Access provided by Autonomous University of Puebla. Download conference paper PDF

DeshiFoodBD: Development of a Bangladeshi Traditional Food Image Dataset and Recognition Model Using Inception V3

Multi-Task Learning for Food Identification and Analysis with Deep Convolutional Neural Networks

Article 06 May 2016

Food Classification Using Deep Learning Algorithm

Keywords

1 Introduction

A popular trend on the global tourist map is culinary tourism [1], sometimes known as food tourism. Dishes frequently reflect the traits of the locals and each culture. The geography, culture, religion, and climate [2] of any culture are just a few examples of the many distinct aspects that influence a culinary culture. For instance, olive oil and herbs are frequently used in Mediterranean cooking [3]. Steak and cutlets are staples of Western European cuisine. Additionally, cheese and wine are well-known elements in sauces. Rice is the staple cuisine in Eastern Asia and Indochina [4], while fish, shrimp, and soybean are typically used to make sauces.

Several more tourists are willing to pay to sample distinctive delicacies from the surrounding areas [5]. Therefore, there are numerous chances for economic growth with food tourism [6]. In order to enhance the culinary tourist experience, concentrating on creating a method to identify food. Transfer learning and Convolutional neural networks methods [7, 8] are used in the system's design, that is based on deep learning.

With nine well-known traditional dish classifiers [9], the structure concentrates on Vietnamese culinary culture: Banh-Chung, Bun, Banh-Mi, Com-Tam, Banh-Tet, Banh-Trang, Pho, Banh-Xeo and Goi-Cuon.

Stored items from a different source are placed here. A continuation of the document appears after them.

use ndarray::ArrayView1;
use serde::Serialize;

/// Binary classification tallies at a fixed threshold.
#[derive(Debug, Clone, Serialize)]
pub struct ClassificationReport {
    pub accuracy: f64,
    pub precision: f64,
    pub recall: f64,
    pub f1: f64,
    pub support_positive: usize,
    pub support_negative: usize,
}

impl ClassificationReport {
    pub fn summary(&self) -> String {
        format!(
            "accuracy {:.3} precision {:.3} recall {:.3} f1 {:.3} (support {}+/{}-)",
            self.accuracy,
            self.precision,
            self.recall,
            self.f1,
            self.support_positive,
            self.support_negative
        )
    }
}

pub fn classification_metrics(truth: &[u8], predicted: &[u8]) -> ClassificationReport {
    let mut true_positive = 0usize;
    let mut false_positive = 0usize;
    let mut true_negative = 0usize;
    let mut false_negative = 0usize;
    for (&actual, &guess) in truth.iter().zip(predicted) {
        match (actual, guess) {
            (1, 1) => true_positive += 1,
            (0, 1) => false_positive += 1,
            (0, 0) => true_negative += 1,
            _ => false_negative += 1,
        }
    }
    let total = truth.len().max(1);
    let accuracy = (true_positive + true_negative) as f64 / total as f64;
    let precision = safe_fraction(true_positive, true_positive + false_positive);
    let recall = safe_fraction(true_positive, true_positive + false_negative);
    let f1 = if precision + recall > 0.0 {
        2.0 * precision * recall / (precision + recall)
    } else {
        0.0
    };
    ClassificationReport {
        accuracy,
        precision,
        recall,
        f1,
        support_positive: true_positive + false_negative,
        support_negative: true_negative + false_positive,
    }
}

fn safe_fraction(numerator: usize, denominator: usize) -> f64 {
    if denominator == 0 {
        0.0
    } else {
        numerator as f64 / denominator as f64
    }
}

pub fn mean_absolute_error(truth: ArrayView1<f64>, predicted: ArrayView1<f64>) -> f64 {
    if truth.is_empty() {
        return 0.0;
    }
    truth
        .iter()
        .zip(predicted.iter())
        .map(|(&actual, &guess)| (actual - guess).abs())
        .sum::<f64>()
        / truth.len() as f64
}

pub fn root_mean_squared_error(truth: ArrayView1<f64>, predicted: ArrayView1<f64>) -> f64 {
    if truth.is_empty() {
        return 0.0;
    }
    let mean_squared = truth
        .iter()
        .zip(predicted.iter())
        .map(|(&actual, &guess)| (actual - guess) * (actual - guess))
        .sum::<f64>()
        / truth.len() as f64;
    mean_squared.sqrt()
}

pub fn r2_score(truth: ArrayView1<f64>, predicted: ArrayView1<f64>) -> f64 {
    if truth.is_empty() {
        return 0.0;
    }
    let mean = truth.sum() / truth.len() as f64;
    let total: f64 = truth.iter().map(|&actual| (actual - mean) * (actual - mean)).sum();
    if total == 0.0 {
        return 0.0;
    }
    let residual: f64 = truth
        .iter()
        .zip(predicted.iter())
        .map(|(&actual, &guess)| (actual - guess) * (actual - guess))
        .sum();
    1.0 - residual / total
}

/// Inverse-frequency weights `n / (2 * n_class)` for a binary target;
/// `None` when only one class is present.
pub fn balanced_class_weights(labels: &[u8]) -> Option<[f64; 2]> {
    let total = labels.len();
    let positives = labels.iter().filter(|&&label| label == 1).count();
    let negatives = total - positives;
    if positives == 0 || negatives == 0 {
        return None;
    }
    Some([
        total as f64 / (2.0 * negatives as f64),
        total as f64 / (2.0 * positives as f64),
    ])
}

#[cfg(test)]
mod tests {
    use super::*;
    use ndarray::array;

    #[test]
    fn report_counts_a_known_confusion() {
        let truth = [1, 1, 0, 0, 1, 0];
        let predicted = [1, 0, 0, 1, 1, 0];
        let report = classification_metrics(&truth, &predicted);
        assert!((report.accuracy - 4.0 / 6.0).abs() < 1e-12);
        assert!((report.precision - 2.0 / 3.0).abs() < 1e-12);
        assert!((report.recall - 2.0 / 3.0).abs() < 1e-12);
        assert_eq!(report.support_positive, 3);
        assert_eq!(report.support_negative, 3);
    }

    #[test]
    fn degenerate_predictions_do_not_divide_by_zero() {
        let report = classification_metrics(&[0, 0], &[0, 0]);
        assert_eq!(report.precision, 0.0);
        assert_eq!(report.recall, 0.0);
        assert_eq!(report.f1, 0.0);
        assert_eq!(report.accuracy, 1.0);
    }

    #[test]
    fn regression_metrics_on_a_perfect_fit() {
        let truth = array![1.0, 2.0, 3.0];
        let predicted = array![1.0, 2.0, 3.0];
        assert_eq!(mean_absolute_error(truth.view(), predicted.view()), 0.0);
        assert_eq!(root_mean_squared_error(truth.view(), predicted.view()), 0.0);
        assert_eq!(r2_score(truth.view(), predicted.view()), 1.0);
    }

    #[test]
    fn class_weights_are_inverse_frequency() {
        let labels = [0, 0, 0, 0, 0, 0, 0, 0, 1, 1];
        let weights = balanced_class_weights(&labels).unwrap();
        assert!((weights[0] - 0.625).abs() < 1e-12);
        assert!((weights[1] - 2.5).abs() < 1e-12);
        assert!(balanced_class_weights(&[0, 0, 0]).is_none());
    }
}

The system is easy configurable to accommodate additional classifiers [10] and delicacies from different nations.

The following are the primary areas where this paper makes major contributions. In order to recognize food [11], a novel CNN is first created using EfficientNet [7] and the transfer learning method. Second, giving researchers and scientists access to dishes dataset [12], train the model, and acquired parameters so that can reuse and expand it with more dish classifiers. In order to tackle the problem of dish identification, a mobile application is finally built. It also gave some helpful information about foods.

The residual parts of the hypothesis are arranged as follows. A thorough analysis of similar techniques was presented in Sect. 2. Next Section presents the materials and the recommended procedure for classifying food into nine categories. The creation of a software platform to enhance the experience of tourists is presented in Sect. 4 together with the trial findings. Section 5 brings the process to a close.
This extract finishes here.